Over just 15 months, the animal control unit fractured working relationships with both the Police Department and the SPCA, ended up using kennels 20 miles outside the city limits, and was at the center of a public records lawsuit that cost the city nearly $3,000 to settle.

It is just too troublesome and embarrassing for the city to continue this amateurish effort just to rationalize a projected $26,000 savings. It is an important lesson. Local governments cannot skimp on animal control operations. In Hernando County, for instance, commissioners kept whittling animal control resources amid annual budget constraints, but eventually had to reverse course. In 2012, that county invested $245,000 in its understaffed animal services program after workers failed to follow their own protocols and euthanized a misidentified dog.

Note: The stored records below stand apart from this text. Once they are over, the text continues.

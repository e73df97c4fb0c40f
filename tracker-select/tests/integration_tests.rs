use tracker_api::endpoints::{MutationAck, TransactionId};
use tracker_select::events::{AppCommand, DeleteFailure, DeleteTarget};
use tracker_select::state::NotificationKind;
use tracker_select::storage::{KeyValueStore, MemoryStore, SELECTION_KEY};
use tracker_select::testing::{tx_ids, RemoteCall, TestApp};
use tracker_select::ui::render_page;

fn ack(message: &str) -> MutationAck {
    MutationAck {
        message: Some(message.to_string()),
        deleted_count: None,
    }
}

#[test]
fn test_starts_from_stored_selection() {
    let app = TestApp::with_stored_selection("[3, 1]");
    assert_eq!(app.selected(), vec![1, 3]);
    assert_eq!(app.state().selection.summary_text(), "2 transactions selected");
}

#[test]
fn test_corrupt_storage_starts_empty() {
    let app = TestApp::with_stored_selection("not json");
    assert!(app.selected().is_empty());
    assert_eq!(app.state().selection.summary_text(), "No transactions selected");
}

#[test]
fn test_toggle_sequence_persists_last_state() {
    let mut app = TestApp::new();
    app.bind_rows(&[1, 2, 3]);

    app.toggle(1, true);
    app.toggle(2, true);
    app.toggle(1, false);
    app.toggle(3, true);
    app.toggle(3, true);

    app.assert_selected(&[2, 3]);
    assert_eq!(app.stored_raw().as_deref(), Some("[2,3]"));
}

#[test]
fn test_select_all_then_clear() {
    let mut app = TestApp::new();
    app.bind_rows(&[1, 2, 3]);

    app.dispatch(AppCommand::SelectAllRows);
    app.assert_selected(&[1, 2, 3]);
    assert!(app.state().page.select_all_checked);

    app.dispatch(AppCommand::ClearSelection);
    app.assert_selected(&[]);
    assert!(!app.state().bulk_actions_visible());
    assert_eq!(app.stored_raw().as_deref(), Some("[]"));
}

#[test]
fn test_rebinding_rows_restores_checkboxes() {
    let mut app = TestApp::with_stored_selection("[2]");
    app.bind_rows(&[1, 2]);
    app.bind_rows(&[2, 3]);

    let rows = app.state().page.rows.clone().unwrap();
    assert_eq!(rows[0].id, TransactionId::new(2));
    assert!(rows[0].checked);
    assert!(!rows[1].checked);
}

#[test]
fn test_delete_one_success() {
    let mut app = TestApp::with_stored_selection("[5, 6]");
    app.bind_rows(&[5, 6]);

    app.delete(DeleteTarget::One(TransactionId::new(5)));
    assert_eq!(
        app.remote_calls(),
        &[RemoteCall::Delete(DeleteTarget::One(TransactionId::new(5)))]
    );
    assert_eq!(app.state().deletes_in_flight, 1);

    app.resolve_delete(Ok(ack("Transaction deleted successfully")));

    app.assert_selected(&[6]);
    assert_eq!(app.state().page.row_ids(), tx_ids(&[6]));
    assert_eq!(app.state().deletes_in_flight, 0);
    assert!(app.state().analytics.is_some());
    app.assert_last_notification("Transaction deleted successfully");
}

#[test]
fn test_delete_one_rejected_leaves_selection() {
    let mut app = TestApp::with_stored_selection("[5]");
    app.bind_rows(&[5]);

    app.delete(DeleteTarget::One(TransactionId::new(5)));
    app.resolve_delete(Err(DeleteFailure::Rejected(Some(
        "Transaction is locked".to_string(),
    ))));

    app.assert_selected(&[5]);
    assert_eq!(app.state().page.row_ids(), tx_ids(&[5]));
    assert!(app.state().analytics.is_none());
    app.assert_last_notification("Error deleting transaction: Transaction is locked");
}

#[test]
fn test_network_failure_leaves_selection() {
    let mut app = TestApp::with_stored_selection("[1, 2]");
    app.bind_rows(&[1, 2]);

    app.dispatch(AppCommand::RequestDeleteSelected);
    app.dispatch(AppCommand::ConfirmDelete);
    app.resolve_delete(Err(DeleteFailure::Network));

    app.assert_selected(&[1, 2]);
    app.assert_last_notification("Network error. Please try again.");
    assert_eq!(
        app.state().notifications.last().unwrap().kind,
        NotificationKind::Error
    );
}

#[test]
fn test_delete_many_removes_requested_ids() {
    let mut app = TestApp::with_stored_selection("[1, 2, 3]");
    app.bind_rows(&[1, 2, 3]);

    app.dispatch(AppCommand::RequestDeleteSelected);
    assert_eq!(
        app.state().pending_confirmation,
        Some(DeleteTarget::Many(tx_ids(&[1, 2, 3])))
    );
    app.dispatch(AppCommand::ConfirmDelete);
    app.resolve_delete(Ok(ack("3 transaction(s) deleted successfully")));

    app.assert_selected(&[]);
    assert!(app.state().page.is_empty_state());
    assert!(render_page(app.state()).contains("No transactions yet. Add your first one above!"));
}

#[test]
fn test_delete_many_keeps_other_ids() {
    let mut app = TestApp::with_stored_selection("[1, 2, 3, 4]");
    app.bind_rows(&[1, 2, 3, 4]);

    app.delete(DeleteTarget::Many(tx_ids(&[1, 2, 3])));
    app.resolve_delete(Ok(ack("3 transaction(s) deleted successfully")));

    app.assert_selected(&[4]);
    assert_eq!(app.state().page.row_ids(), tx_ids(&[4]));
}

#[test]
fn test_delete_all_clears_selection_unconditionally() {
    let mut app = TestApp::with_stored_selection("[1, 99]");
    app.bind_rows(&[1, 2]);

    app.delete(DeleteTarget::All);
    app.resolve_delete(Ok(ack("2 transaction(s) deleted successfully")));

    app.assert_selected(&[]);
    assert!(app.state().page.is_empty_state());
}

#[test]
fn test_delete_all_rejected_without_reason() {
    let mut app = TestApp::with_stored_selection("[1]");
    app.delete(DeleteTarget::All);
    app.resolve_delete(Err(DeleteFailure::Rejected(None)));

    app.assert_selected(&[1]);
    app.assert_last_notification("Error: Failed to delete transactions");
}

#[test]
fn test_cancelled_delete_sends_nothing() {
    let mut app = TestApp::with_stored_selection("[1]");
    app.dispatch(AppCommand::RequestDelete(DeleteTarget::All));
    app.dispatch(AppCommand::CancelDelete);
    app.dispatch(AppCommand::ConfirmDelete);

    assert!(app.remote_calls().is_empty());
    app.assert_selected(&[1]);
}

#[test]
fn test_empty_bulk_delete_is_not_requested() {
    let mut app = TestApp::new();
    app.dispatch(AppCommand::RequestDeleteSelected);
    app.dispatch(AppCommand::ConfirmDelete);
    assert!(app.remote_calls().is_empty());
}

#[test]
fn test_double_submission_issues_two_requests() {
    let mut app = TestApp::with_stored_selection("[7]");
    app.delete(DeleteTarget::One(TransactionId::new(7)));
    app.delete(DeleteTarget::One(TransactionId::new(7)));
    assert_eq!(app.remote_calls().len(), 2);
    assert_eq!(app.state().deletes_in_flight, 2);

    app.resolve_delete(Ok(ack("Transaction deleted successfully")));
    app.resolve_delete(Err(DeleteFailure::Rejected(None)));

    app.assert_selected(&[]);
    assert_eq!(app.state().deletes_in_flight, 0);
}

#[test]
fn test_persist_keeps_ids_written_by_another_writer() {
    let store = MemoryStore::with_entry(SELECTION_KEY, "[1]");
    let mut app = TestApp::with_store(store.clone());

    // Another tab stores 9 behind our back
    store.set(SELECTION_KEY, "[1,9]").unwrap();
    app.toggle(2, true);

    assert_eq!(app.selected(), vec![1, 2]);
    assert_eq!(app.stored(), vec![1, 2, 9]);

    app.reload_selection();
    assert_eq!(app.selected(), vec![1, 2, 9]);
}

#[test]
fn test_reload_command_adopts_store() {
    let store = MemoryStore::new();
    let mut app = TestApp::with_store(store.clone());
    app.bind_rows(&[4, 5]);

    store.set(SELECTION_KEY, "[5]").unwrap();
    app.dispatch(AppCommand::ReloadSelection);

    assert_eq!(app.selected(), vec![5]);
    assert!(app.state().page.rows.as_ref().unwrap()[1].checked);
}

#[test]
fn test_refresh_is_recorded() {
    let mut app = TestApp::new();
    app.dispatch(AppCommand::RefreshSummaries);
    assert_eq!(app.remote_calls(), &[RemoteCall::RefreshSummaries]);
}

#[test]
fn test_modal_commands_show_on_page() {
    let mut app = TestApp::new();
    app.dispatch(AppCommand::ShowSearchInfo);
    app.dispatch(AppCommand::ToggleExportOptions);
    assert!(render_page(app.state()).contains("Search help open\nExport options shown"));

    app.dispatch(AppCommand::CloseSearchInfo);
    app.dispatch(AppCommand::ToggleExportOptions);
    assert!(!render_page(app.state()).contains("open"));
}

The trouble in New Port Richey evolved not from euthanasia, but from volunteers' self-appointed mission to try to rescue every animal even though the city never formally adopted a no-kill policy. It led to insubordination, vitriolic and off-base criticism of the former police chief who questioned the unit's operations and the eventual departure of experienced personnel who said volunteers allowed sick animals to suffer rather than put them down humanely.

The missing transparency became apparent when the head volunteer attempted to cover up a highly contagious virus outbreak that coincided with the death of 10 animals adopted from the then-adjoining SPCA Suncoast kennels. Eventually, the unit moved to vacant kennels in Land O'Lakes, 20 miles from its service area.

Unfortunately the opacity spilled into the courts when the city demanded $2,300 before releasing veterinary records to an Animal Protection Unit critic requesting public documents. Jessica Caplette sued and, as part of the settlement, the city not only had to fork over the records, but had to pay Caplette's legal expenses of $2,846.

When the City Council authorized the animal protection unit, the former city manager called the volunteer operation a risk, but a risk worth taking. Rather than innovative, it turned out to be expensive and ill-conceived. Next week, the County Commission will consider approving a contract to again assume animal control duties in the county's largest city for a $113,000 first-year fee. Commissioners shouldn't hesitate to bless the arrangement and to return professionally run animal control services to New Port Richey.